Put Central Bankers in Their Place
Current loose monetary policies in developed economies are likely to increase wealth inequality, and in the short term there is little that monetary and regulatory authorities can do about it. Resolving the problem will instead require finance ministers with a strong political mandate to implement redistributive measures.
LONDON – In the Forbes list of the World’s Most Powerful People for 2012, Ben Bernanke, then the chair of the US Federal Reserve, held the sixth position, while Mario Draghi, then the president of the European Central Bank, came in at number eight. They were both ranked above Chinese President Xi Jinping. As the global economy struggled with the aftermath of the global financial crisis that began in 2008, and its European cousin, the eurozone crisis, central banks were in the driving seat, easing quantitatively like there was no tomorrow. They were, it was often said, “the only game in town.” Even at the time, some thought there was an element of folie de grandeur in their elevation.

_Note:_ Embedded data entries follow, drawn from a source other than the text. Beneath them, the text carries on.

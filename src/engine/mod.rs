//! Timeline layout engine.
//!
//! [`compute_layout`] turns raw task records into everything a renderer
//! needs. [`GanttEngine`] owns the current task list and view mode and
//! rebuilds the layout wholesale whenever either changes.

pub mod dependencies;
pub mod geometry;
pub mod grid;
pub mod group;
pub mod interaction;
pub mod labels;
pub mod normalize;
pub mod range;

use chrono::NaiveDateTime;
use tracing::{debug, warn};

use crate::calendar::{self, CalendarFormatter, DateFormatter, Unit};
use crate::config::GanttOptions;
use crate::model::{DateRange, Grouping, RawTask, ScaleParams, Tick, ViewMode};

pub use dependencies::DependencyMap;
pub use geometry::{BarGeometry, NameLabel, RowGeometry};
pub use grid::{GridLine, GridSize, Highlight};
pub use interaction::{Handle, Interaction, PeriodEdit};
pub use labels::DateLabel;
pub use normalize::{IdProvider, RandomIds, SequentialIds};

/// Stored form of edited dates.
const EDIT_DATE_FORMAT: &str = "%Y-%m-%d %H:%M:%S";

/// Everything computed for one task list and view mode.
#[derive(Debug, Clone, Default, PartialEq)]
pub struct Layout {
    pub mode: ViewMode,
    pub scale: ScaleParams,
    pub grouping: Grouping,
    /// `None` when there are no periods; every grid and geometry list is
    /// then empty.
    pub range: Option<DateRange>,
    pub ticks: Vec<Tick>,
    pub labels: Vec<DateLabel>,
    pub grid_lines: Vec<GridLine>,
    pub grid: GridSize,
    pub rows: Vec<RowGeometry>,
    pub bars: Vec<BarGeometry>,
    pub name_labels: Vec<NameLabel>,
    pub today_x: Option<f32>,
    pub today_highlight: Option<Highlight>,
    pub scroll_x: Option<f32>,
    pub dependencies: DependencyMap,
}

impl Layout {
    pub fn is_empty(&self) -> bool {
        self.range.is_none()
    }

    /// y of the separator under each row.
    pub fn row_lines(&self) -> impl Iterator<Item = f32> + '_ {
        self.rows.iter().map(RowGeometry::bottom)
    }
}

/// Run the whole pipeline. Pure apart from id generation.
pub fn compute_layout(
    raw_tasks: &[RawTask],
    mode: ViewMode,
    options: &GanttOptions,
    now: NaiveDateTime,
    ids: &mut dyn IdProvider,
    formatter: &dyn DateFormatter,
) -> Layout {
    let today = calendar::start_of(now, Unit::Day);
    let scale = mode.scale();
    let grouping = group::group(normalize::normalize(raw_tasks, &options.date_format, today, ids));
    let dependencies = DependencyMap::build(&grouping);

    let Some(range) = range::compute_range(&grouping, mode) else {
        return Layout {
            mode,
            scale,
            grouping,
            dependencies,
            ..Default::default()
        };
    };

    let ticks = grid::generate_ticks(&range, mode, &scale);
    let labels = labels::labels_for_ticks(&ticks, mode, options, formatter);
    let grid_lines = grid::grid_lines(&ticks, mode, &scale);
    let period_count = grouping.period_count();
    let rows = geometry::row_geometry(&grouping, options);

    Layout {
        mode,
        scale,
        range: Some(range),
        grid: grid::grid_size(ticks.len(), period_count, &scale, options),
        bars: geometry::bar_geometry(&grouping, &range, &scale, options),
        name_labels: geometry::name_labels(&grouping, &rows, options),
        today_x: Some(geometry::today_x(now, &range, &scale)),
        today_highlight: grid::today_highlight(&range, today, mode, period_count, options),
        scroll_x: geometry::scroll_position(&grouping, &range, &scale),
        ticks,
        labels,
        grid_lines,
        rows,
        grouping,
        dependencies,
    }
}

/// Notifications for the host.
#[derive(Debug, Clone, PartialEq)]
pub enum GanttEvent {
    /// A recomputation finished under this mode.
    ViewChange(ViewMode),
    /// A period's bounds were changed through an edit.
    DateChange {
        task_id: String,
        start: NaiveDateTime,
        end: NaiveDateTime,
    },
}

/// Owns the task list, the active view mode and the last computed layout.
pub struct GanttEngine {
    options: GanttOptions,
    mode: ViewMode,
    tasks: Vec<RawTask>,
    layout: Layout,
    ids: Box<dyn IdProvider>,
    formatter: Box<dyn DateFormatter>,
    clock: Box<dyn Fn() -> NaiveDateTime>,
    events: Vec<GanttEvent>,
}

impl GanttEngine {
    pub fn new(options: GanttOptions) -> Self {
        let mode = options.view_mode;
        Self {
            options,
            mode,
            tasks: Vec::new(),
            layout: Layout {
                mode,
                scale: mode.scale(),
                ..Default::default()
            },
            ids: Box::new(RandomIds),
            formatter: Box::new(CalendarFormatter),
            clock: Box::new(calendar::now),
            events: Vec::new(),
        }
    }

    pub fn with_id_provider(mut self, ids: impl IdProvider + 'static) -> Self {
        self.ids = Box::new(ids);
        self
    }

    pub fn with_formatter(mut self, formatter: impl DateFormatter + 'static) -> Self {
        self.formatter = Box::new(formatter);
        self
    }

    pub fn with_clock(mut self, clock: impl Fn() -> NaiveDateTime + 'static) -> Self {
        self.clock = Box::new(clock);
        self
    }

    pub fn options(&self) -> &GanttOptions {
        &self.options
    }

    pub fn mode(&self) -> ViewMode {
        self.mode
    }

    pub fn layout(&self) -> &Layout {
        &self.layout
    }

    /// Task records as last refreshed, with generated ids filled in.
    pub fn raw_tasks(&self) -> &[RawTask] {
        &self.tasks
    }

    /// Replace the task list and recompute.
    pub fn refresh(&mut self, tasks: Vec<RawTask>) {
        self.tasks = tasks;
        for task in &mut self.tasks {
            if task.id.as_deref().map_or(true, str::is_empty) {
                task.id = Some(self.ids.task_id(&task.name));
            }
        }
        self.recompute();
    }

    pub fn change_view_mode(&mut self, mode: ViewMode) {
        self.mode = mode;
        self.recompute();
    }

    /// Switch mode by its display name. Unknown names leave the current mode
    /// and layout untouched.
    pub fn set_view_mode_by_name(&mut self, name: &str) -> bool {
        match name.parse::<ViewMode>() {
            Ok(mode) => {
                self.change_view_mode(mode);
                true
            }
            Err(e) => {
                warn!(error = %e, current = %self.mode, "keeping view mode");
                false
            }
        }
    }

    /// Snap a pixel delta for the active mode.
    pub fn snap(&self, dx: f32) -> f32 {
        geometry::snap(dx, self.mode, &self.layout.scale)
    }

    /// Start a gesture on the bar at `flat_index`. Its transitive dependents
    /// follow along.
    pub fn begin_interaction(&self, flat_index: usize, handle: Handle, pointer_x: f32) -> Interaction {
        let grouping = &self.layout.grouping;
        let followers = grouping
            .period(flat_index)
            .map(|period| {
                self.layout
                    .dependencies
                    .all_dependents(&period.id)
                    .iter()
                    .filter_map(|id| grouping.flat_index_of(id))
                    .collect()
            })
            .unwrap_or_default();
        Interaction::press(flat_index, handle, pointer_x, followers)
    }

    pub fn drag_interaction(&self, interaction: &mut Interaction, pointer_x: f32) {
        interaction.drag_to(pointer_x, self.mode, &self.layout.scale);
    }

    /// Release the gesture and apply whatever it changed.
    pub fn finish_interaction(&mut self, interaction: &mut Interaction) -> usize {
        let edits = interaction.release(&self.layout.grouping, self.mode, &self.layout.scale);
        self.apply_edits(&edits)
    }

    /// Write new bounds back into the task records, then recompute once.
    /// Both bounds are stored with an explicit time, so the end reads back
    /// unchanged. Returns how many edits matched a task.
    pub fn apply_edits(&mut self, edits: &[PeriodEdit]) -> usize {
        let mut applied = 0;
        for edit in edits {
            let Some(task) = self.tasks.iter_mut().find(|t| t.id.as_deref() == Some(edit.task_id.as_str())) else {
                warn!(task_id = %edit.task_id, "edit for unknown task");
                continue;
            };
            task.start_date = Some(edit.start.format(EDIT_DATE_FORMAT).to_string());
            task.end_date = Some(edit.end.format(EDIT_DATE_FORMAT).to_string());
            self.events.push(GanttEvent::DateChange {
                task_id: edit.task_id.clone(),
                start: edit.start,
                end: edit.end,
            });
            applied += 1;
        }
        if applied > 0 {
            self.recompute();
        }
        applied
    }

    /// Take all queued events, oldest first.
    pub fn drain_events(&mut self) -> Vec<GanttEvent> {
        std::mem::take(&mut self.events)
    }

    fn recompute(&mut self) {
        let now = (self.clock)();
        self.layout = compute_layout(
            &self.tasks,
            self.mode,
            &self.options,
            now,
            self.ids.as_mut(),
            self.formatter.as_ref(),
        );
        debug!(
            mode = %self.mode,
            rows = self.layout.grouping.rows.len(),
            periods = self.layout.bars.len(),
            ticks = self.layout.ticks.len(),
            "layout recomputed"
        );
        self.events.push(GanttEvent::ViewChange(self.mode));
    }
}
pub mod contact;
pub mod email;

This time is different. Although central banks continue to buy bonds incontinently, fiscal policy has been the key response to the COVID-19 pandemic. In the United States, President Joe Biden and Congress have led the charge. In the European Union, the European Commission’s Recovery and Resilience Facility is at the heart of the €750 billion ($884 billion) Next Generation EU plan, while in the United Kingdom, Chancellor Rishi Sunak is signing the checks.
So are central bankers’ noses out of joint, as they play second fiddle to the finance ministries, a position in the orchestra to which few aspire?